Source: Eastern Mediterranean Health Journal Published:2021


Abstract

Background: The Family Physician and Social Protection Scheme for Iranian rural inhabitants was launched in June 2005 to improve physician density. To our knowledge, a comprehensive study of the impact of the Scheme on mortality-related health indicators has not been conducted. Aims: To investigate the effects of health workforce density on maternal, neonatal, infant and under-5 mortality rates in rural areas of the Islamic Republic of Iran between 2005 and 2011. Methods: We built mixed-effects Poisson regression models including mortality measures as response variables and physician and behvarz (community-based health worker) densities as independent variables, using data from the Iranian Vital Horoscope tool, annual Households Income and Expenditure Survey, and DTARH software. We also included population sizes, age of inhabitants, rate of urbanization, years of schooling, and wealth index in each district, as well as effect of time, as covariates. Results: Physician density was significantly associated with child mortality rates (1.5%, 1.1% and 63.5% decrease in neona-tal, under-5 and maternal mortality with a 1-unit increase in physician density per 1000 individuals).

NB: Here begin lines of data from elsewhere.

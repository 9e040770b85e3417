use serde::{Deserialize, Serialize};

/// Spring-style page envelope returned by every list endpoint.
#[derive(Clone, Debug, PartialEq, Serialize, Deserialize)]
#[serde(rename_all = "camelCase")]
pub struct Page<T> {
    #[serde(default = "Vec::new")]
    pub content: Vec<T>,
    #[serde(default)]
    pub total_elements: u64,
    #[serde(default)]
    pub total_pages: u32,
    #[serde(default)]
    pub number: u32,
    #[serde(default)]
    pub size: u32,
}

impl<T> Default for Page<T> {
    fn default() -> Self {
        Self {
            content: Vec::new(),
            total_elements: 0,
            total_pages: 0,
            number: 0,
            size: 0,
        }
    }
}

impl<T> Page<T> {
    #[must_use]
    pub fn is_empty(&self) -> bool {
        self.content.is_empty()
    }

    /// Pagination window centred on the page the server says it returned.
    #[must_use]
    pub fn window(&self) -> PageWindow {
        PageWindow::new(self.number, self.total_pages)
    }
}

/// Paging and sort parameters sent with list requests.
#[derive(Clone, Debug, PartialEq, Eq)]
pub struct PageRequest {
    pub page: u32,
    pub size: u32,
    pub sort: Option<String>,
}

impl PageRequest {
    pub const DEFAULT_SIZE: u32 = 20;
    pub const MAX_SIZE: u32 = 100;

    #[must_use]
    pub fn new(page: u32, size: u32) -> Self {
        Self {
            page,
            size: size.clamp(1, Self::MAX_SIZE),
            sort: None,
        }
    }

    #[must_use]
    pub fn with_sort(mut self, sort: impl Into<String>) -> Self {
        let sort = sort.into();
        self.sort = if sort.trim().is_empty() { None } else { Some(sort) };
        self
    }

    /// Query pairs in the order the API documents them.
    #[must_use]
    pub fn to_query(&self) -> Vec<(String, String)> {
        let mut pairs = vec![
            ("page".to_string(), self.page.to_string()),
            ("size".to_string(), self.size.to_string()),
        ];
        if let Some(sort) = &self.sort {
            pairs.push(("sort".to_string(), sort.clone()));
        }
        pairs
    }
}

impl Default for PageRequest {
    fn default() -> Self {
        Self::new(0, Self::DEFAULT_SIZE)
    }
}

/// A page request plus the non-blank filters of a list screen.
#[derive(Clone, Debug, Default, PartialEq, Eq)]
pub struct ListQuery {
    pub page: PageRequest,
    filters: Vec<(String, String)>,
}

impl ListQuery {
    #[must_use]
    pub fn new(page: PageRequest) -> Self {
        Self {
            page,
            filters: Vec::new(),
        }
    }

    /// Add a filter; blank values are dropped and a repeated key replaces the old value.
    #[must_use]
    pub fn filter(mut self, key: &str, value: Option<&str>) -> Self {
        self.filters.retain(|(existing, _)| existing != key);
        if let Some(value) = value.map(str::trim).filter(|value| !value.is_empty()) {
            self.filters.push((key.to_string(), value.to_string()));
        }
        self
    }

    #[must_use]
    pub fn get(&self, key: &str) -> Option<&str> {
        self.filters
            .iter()
            .find(|(existing, _)| existing == key)
            .map(|(_, value)| value.as_str())
    }

    #[must_use]
    pub fn filters(&self) -> &[(String, String)] {
        &self.filters
    }

    /// Same query, another page.
    #[must_use]
    pub fn at_page(&self, page: u32) -> Self {
        let mut next = self.clone();
        next.page.page = page;
        next
    }

    /// Paging pairs followed by the filters.
    #[must_use]
    pub fn to_query(&self) -> Vec<(String, String)> {
        let mut pairs = self.page.to_query();
        pairs.extend(self.filters.iter().cloned());
        pairs
    }
}

/// The run of page numbers shown in a pager, zero-based.
#[derive(Clone, Debug, PartialEq, Eq)]
pub struct PageWindow {
    current: u32,
    total_pages: u32,
    pages: Vec<u32>,
}

impl PageWindow {
    /// Pages shown on each side of the current one.
    pub const RADIUS: u32 = 2;

    /// Build a window; `total_pages` is at least 1 and `current` is clamped into range.
    #[must_use]
    pub fn new(current: u32, total_pages: u32) -> Self {
        let total_pages = total_pages.max(1);
        let last = total_pages - 1;
        let current = current.min(last);
        let start = current.saturating_sub(Self::RADIUS);
        let end = current.saturating_add(Self::RADIUS).min(last);

        Self {
            current,
            total_pages,
            pages: (start..=end).collect(),
        }
    }

    #[must_use]
    pub fn current(&self) -> u32 {
        self.current
    }

    #[must_use]
    pub fn total_pages(&self) -> u32 {
        self.total_pages
    }

    #[must_use]
    pub fn pages(&self) -> &[u32] {
        &self.pages
    }

    #[must_use]
    pub fn previous(&self) -> Option<u32> {
        self.current.checked_sub(1)
    }

    #[must_use]
    pub fn next(&self) -> Option<u32> {
        let next = self.current + 1;
        (next < self.total_pages).then_some(next)
    }
}

#[cfg(test)]
mod tests {
    use super::*;

    #[test]
    fn window_clamps_to_available_pages() {
        let window = PageWindow::new(9, 4);
        assert_eq!(window.current(), 3);
        assert_eq!(window.pages(), &[1, 2, 3]);
        assert_eq!(window.next(), None);
        assert_eq!(window.previous(), Some(2));
    }

    #[test]
    fn window_spans_two_pages_each_side() {
        let window = PageWindow::new(5, 20);
        assert_eq!(window.pages(), &[3, 4, 5, 6, 7]);
    }

    #[test]
    fn empty_result_still_has_one_page() {
        let window = PageWindow::new(0, 0);
        assert_eq!(window.total_pages(), 1);
        assert_eq!(window.pages(), &[0]);
        assert_eq!(window.previous(), None);
        assert_eq!(window.next(), None);
    }

    #[test]
    fn page_decodes_with_missing_counters() {
        let page: Page<serde_json::Value> =
            serde_json::from_str(r#"{"content":[{"id":"a"}]}"#).unwrap();
        assert_eq!(page.content.len(), 1);
        assert_eq!(page.total_pages, 0);
        assert_eq!(page.window().total_pages(), 1);
    }

    #[test]
    fn list_query_drops_blank_filters() {
        let query = ListQuery::new(PageRequest::default())
            .filter("query", Some(" cat "))
            .filter("status", Some(""))
            .filter("language", None)
            .filter("query", Some("dog"));

        assert_eq!(query.get("query"), Some("dog"));
        assert_eq!(query.get("status"), None);
        assert_eq!(query.at_page(3).to_query()[0], ("page".into(), "3".into()));
        assert_eq!(query.to_query().len(), 3);
    }

    #[test]
    fn page_request_clamps_size_and_drops_blank_sort() {
        let request = PageRequest::new(2, 500).with_sort("  ");
        assert_eq!(request.size, PageRequest::MAX_SIZE);
        assert_eq!(request.sort, None);
        assert_eq!(
            request.to_query(),
            vec![
                ("page".to_string(), "2".to_string()),
                ("size".to_string(), "100".to_string()),
            ]
        );
    }
}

In the model built for infant mortality rate, physician density and behvarz densities were not significantly associated with this measure. Conclusions: Improving the distribution of family physicians was associated with lower child and maternal mortality. Improvements in behvarz densities were not associated with decrements in these rates, which probably calls for improve-ment in access to more professional health services and facilities. © World Health Organization (WHO) 2021.